Le feuilleton du contentieux entre le Sénégal et le Maroc connaît enfin un tournant. Dans un communiqué publié ce mercredi, le Tribunal arbitral du sport (TAS) a officiellement réagi, mettant fin à plusieurs jours d’attente et de spéculations autour de la finale de la CAN 2025.
Saisi par la Fédération sénégalaise de football (FSF), l’instance arbitrale internationale « accuse réception d’un appel interjeté contre la Confédération africaine de football (CAF) et la Fédération royale marocaine de football (FRMF) », a annoncé le TAS dans son communiqué. Au cœur du litige, la décision de la CAF de déclarer le Sénégal forfait lors de la finale de la Coupe d’Afrique des nations Maroc 2025 et d’attribuer la victoire au Maroc sur tapis vert (3-0).
Dans sa missive, le TAS précise que « l’appel concerne une décision prise par la CAF le 17 mars 2026 déclarant que l’équipe nationale du Sénégal a perdu la finale par forfait ». Une décision vivement contestée par la partie sénégalaise, qui ne compte pas en rester là.
En effet, la FSF va plus loin dans sa démarche et demande purement et simplement l’annulation de cette décision. Le document souligne ainsi que « l’appel conclut à ce que la décision de la CAF soit annulée et que la FSF soit déclarée vainqueur de la CAN ». Une requête forte, qui pourrait rebattre totalement les cartes de cette édition déjà hautement polémique.
Sur le plan procédural, le TAS annonce la mise en place imminente du cadre juridique de l’affaire : « Une Formation arbitrale du TAS sera nommée pour statuer sur cette affaire, à la suite de quoi un calendrier de procédure sera établi ». Toutefois, aucune date d’audience n’est encore fixée, notamment en raison d’une demande de suspension formulée par la FSF.

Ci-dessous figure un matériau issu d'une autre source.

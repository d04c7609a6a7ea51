use crate::commitlog;
use crate::replica::Term;
use byteorder::{BigEndian, ReadBytesExt, WriteBytesExt};
use std::convert::TryFrom;
use std::io;
use std::io::{Cursor, Read};

/// Byte representation:
///
/// ```text
/// +-----+---------------+------+- - - - - - - - - - - - - - - - - - - - - -+-----...-+
/// | Vrs | Term (8 bytes)| Flag | [ClientLen (2) | Client (var) | Seq (8)] | Data ... |
/// +-----+---------------+------+- - - - - - - - - - - - - - - - - - - - - -+-----...-+
/// ```
///
/// * `Vrs` - version of the serialized payload
/// * `Term` - raft leadership term when this entry was created
/// * `Flag` - 1 if a client request id follows, 2 for a leader no-op entry, 3 for a membership
///   entry, else 0
/// * `Data` - app specific data payload, or the encoded membership, runs to the end of the record
///
/// Checksums and the record length are the journal's job.
#[derive(Clone, Debug, PartialEq)]
pub(crate) struct WriteAheadLogEntry {
    pub(crate) term: Term,
    pub(crate) kind: EntryKind,
    pub(crate) client_request_id: Option<EntryOrigin>,
    pub(crate) data: Vec<u8>,
}

/// Only `Command` entries reach the state machine.
#[derive(Clone, Copy, Debug, PartialEq, Eq)]
pub(crate) enum EntryKind {
    Command,
    /// Appended by a new leader to commit entries of earlier terms.
    Noop,
    /// Cluster membership, in effect from the moment it is appended.
    ServerConfig,
}

impl WriteAheadLogEntry {
    pub(crate) fn new(term: Term, client_request_id: Option<EntryOrigin>, data: Vec<u8>) -> Self {
        WriteAheadLogEntry {
            term,
            kind: EntryKind::Command,
            client_request_id,
            data,
        }
    }

    pub(crate) fn noop(term: Term) -> Self {
        WriteAheadLogEntry {
            term,
            kind: EntryKind::Noop,
            client_request_id: None,
            data: Vec::new(),
        }
    }

    pub(crate) fn server_config(term: Term, encoded_configuration: Vec<u8>) -> Self {
        WriteAheadLogEntry {
            term,
            kind: EntryKind::ServerConfig,
            client_request_id: None,
            data: encoded_configuration,
        }
    }

    pub(crate) fn is_command(&self) -> bool {
        self.kind == EntryKind::Command
    }
}

/// The client write an entry was created for, used to drop retried duplicates.
#[derive(Clone, Debug, PartialEq, Eq, Hash)]
pub(crate) struct EntryOrigin {
    pub(crate) client: String,
    pub(crate) sequence: u64,
}

const WAL_ENTRY_FORMAT_VERSION: u8 = 2;
const NO_ORIGIN: u8 = 0;
const HAS_ORIGIN: u8 = 1;
const NOOP: u8 = 2;
const SERVER_CONFIG: u8 = 3;

impl commitlog::Entry for WriteAheadLogEntry {}

impl TryFrom<Vec<u8>> for WriteAheadLogEntry {
    type Error = io::Error;

    fn try_from(bytes: Vec<u8>) -> Result<Self, Self::Error> {
        let mut cursor = Cursor::new(bytes);

        let version = cursor.read_u8()?;
        if version != WAL_ENTRY_FORMAT_VERSION {
            return Err(invalid_data(format!("Unknown log entry version {}", version)));
        }
        let term = Term::new(cursor.read_u64::<BigEndian>()?);

        let mut kind = EntryKind::Command;
        let client_request_id = match cursor.read_u8()? {
            NO_ORIGIN => None,
            NOOP => {
                kind = EntryKind::Noop;
                None
            }
            SERVER_CONFIG => {
                kind = EntryKind::ServerConfig;
                None
            }
            HAS_ORIGIN => {
                let len = cursor.read_u16::<BigEndian>()? as usize;
                let mut client = vec![0u8; len];
                cursor.read_exact(&mut client)?;
                let client = String::from_utf8(client).map_err(|e| invalid_data(e.to_string()))?;
                let sequence = cursor.read_u64::<BigEndian>()?;
                Some(EntryOrigin { client, sequence })
            }
            flag => return Err(invalid_data(format!("Unknown origin flag {}", flag))),
        };

        let header_len = cursor.position() as usize;
        let mut bytes = cursor.into_inner();
        let data = bytes.split_off(header_len);

        Ok(WriteAheadLogEntry {
            term,
            kind,
            client_request_id,
            data,
        })
    }
}

impl From<WriteAheadLogEntry> for Vec<u8> {
    fn from(entry: WriteAheadLogEntry) -> Self {
        let origin_len = entry
            .client_request_id
            .as_ref()
            .map(|origin| 2 + origin.client.len() + 8)
            .unwrap_or(0);
        let mut bytes = Vec::with_capacity(1 + 8 + 1 + origin_len + entry.data.len());

        // Writes to a Vec can't fail.
        let _ = bytes.write_u8(WAL_ENTRY_FORMAT_VERSION);
        let _ = bytes.write_u64::<BigEndian>(entry.term.as_u64());
        match entry.client_request_id {
            None if entry.kind == EntryKind::Noop => {
                let _ = bytes.write_u8(NOOP);
            }
            None if entry.kind == EntryKind::ServerConfig => {
                let _ = bytes.write_u8(SERVER_CONFIG);
            }
            None => {
                let _ = bytes.write_u8(NO_ORIGIN);
            }
            Some(origin) => {
                let _ = bytes.write_u8(HAS_ORIGIN);
                let _ = bytes.write_u16::<BigEndian>(origin.client.len() as u16);
                bytes.extend_from_slice(origin.client.as_bytes());
                let _ = bytes.write_u64::<BigEndian>(origin.sequence);
            }
        }
        bytes.extend_from_slice(&entry.data);

        bytes
    }
}

fn invalid_data(message: String) -> io::Error {
    io::Error::new(io::ErrorKind::InvalidData, message)
}

#[cfg(test)]
mod tests {
    use super::*;

    #[test]
    fn layout_without_origin() {
        let entry = WriteAheadLogEntry::new(Term::new(0x0102), None, vec![9, 9]);

        let bytes: Vec<u8> = entry.clone().into();
        assert_eq!(bytes, vec![2, 0, 0, 0, 0, 0, 0, 1, 2, 0, 9, 9]);
        assert_eq!(WriteAheadLogEntry::try_from(bytes).unwrap(), entry);
    }

    #[test]
    fn origin_survives_and_data_may_be_empty() {
        let entry = WriteAheadLogEntry::new(
            Term::new(4),
            Some(EntryOrigin {
                client: "writer-1".into(),
                sequence: 77,
            }),
            Vec::new(),
        );

        let bytes: Vec<u8> = entry.clone().into();
        assert_eq!(WriteAheadLogEntry::try_from(bytes).unwrap(), entry);
    }

    #[test]
    fn noop_flag() {
        let bytes: Vec<u8> = WriteAheadLogEntry::noop(Term::new(3)).into();
        assert_eq!(bytes, vec![2, 0, 0, 0, 0, 0, 0, 0, 3, 2]);

        let decoded = WriteAheadLogEntry::try_from(bytes).unwrap();
        assert_eq!(decoded.kind, EntryKind::Noop);
        assert!(!decoded.is_command());
        assert_eq!(decoded.term, Term::new(3));
    }

    #[test]
    fn server_config_flag_keeps_payload() {
        let entry = WriteAheadLogEntry::server_config(Term::new(5), vec![0xAA, 0xBB]);
        let bytes: Vec<u8> = entry.clone().into();
        assert_eq!(bytes, vec![2, 0, 0, 0, 0, 0, 0, 0, 5, 3, 0xAA, 0xBB]);

        let decoded = WriteAheadLogEntry::try_from(bytes).unwrap();
        assert_eq!(decoded.kind, EntryKind::ServerConfig);
        assert_eq!(decoded, entry);
    }

    #[test]
    fn rejects_bad_records() {
        assert!(WriteAheadLogEntry::try_from(vec![]).is_err());
        assert!(WriteAheadLogEntry::try_from(vec![1, 0, 0, 0, 0, 0, 0, 0, 1, 0]).is_err());
        assert!(WriteAheadLogEntry::try_from(vec![2, 0, 0, 0, 0, 0, 0, 0, 1, 7]).is_err());
        // Origin flag set but the client id is cut short.
        assert!(WriteAheadLogEntry::try_from(vec![2, 0, 0, 0, 0, 0, 0, 0, 1, 1, 0, 5, b'a']).is_err());
    }
}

Le directeur général du TAS, Matthieu Reeb, s’est voulu rassurant quant à la gestion du dossier : « Le TAS est parfaitement équipé pour résoudre ce type de litiges. Nous veillerons à ce que la procédure arbitrale puisse être menée dans les meilleurs délais, tout en respectant le droit de toutes les parties à bénéficier d’un procès équitable. »
Si cette prise de parole marque une première réaction officielle, elle ouvre surtout la voie à une bataille juridique qui s’annonce longue et scrutée de près par tout le continent. Clairement, le verdict final du TAS pourrait ressembler à un véritable coup de sifflet à la récréation ambiante à la CAF.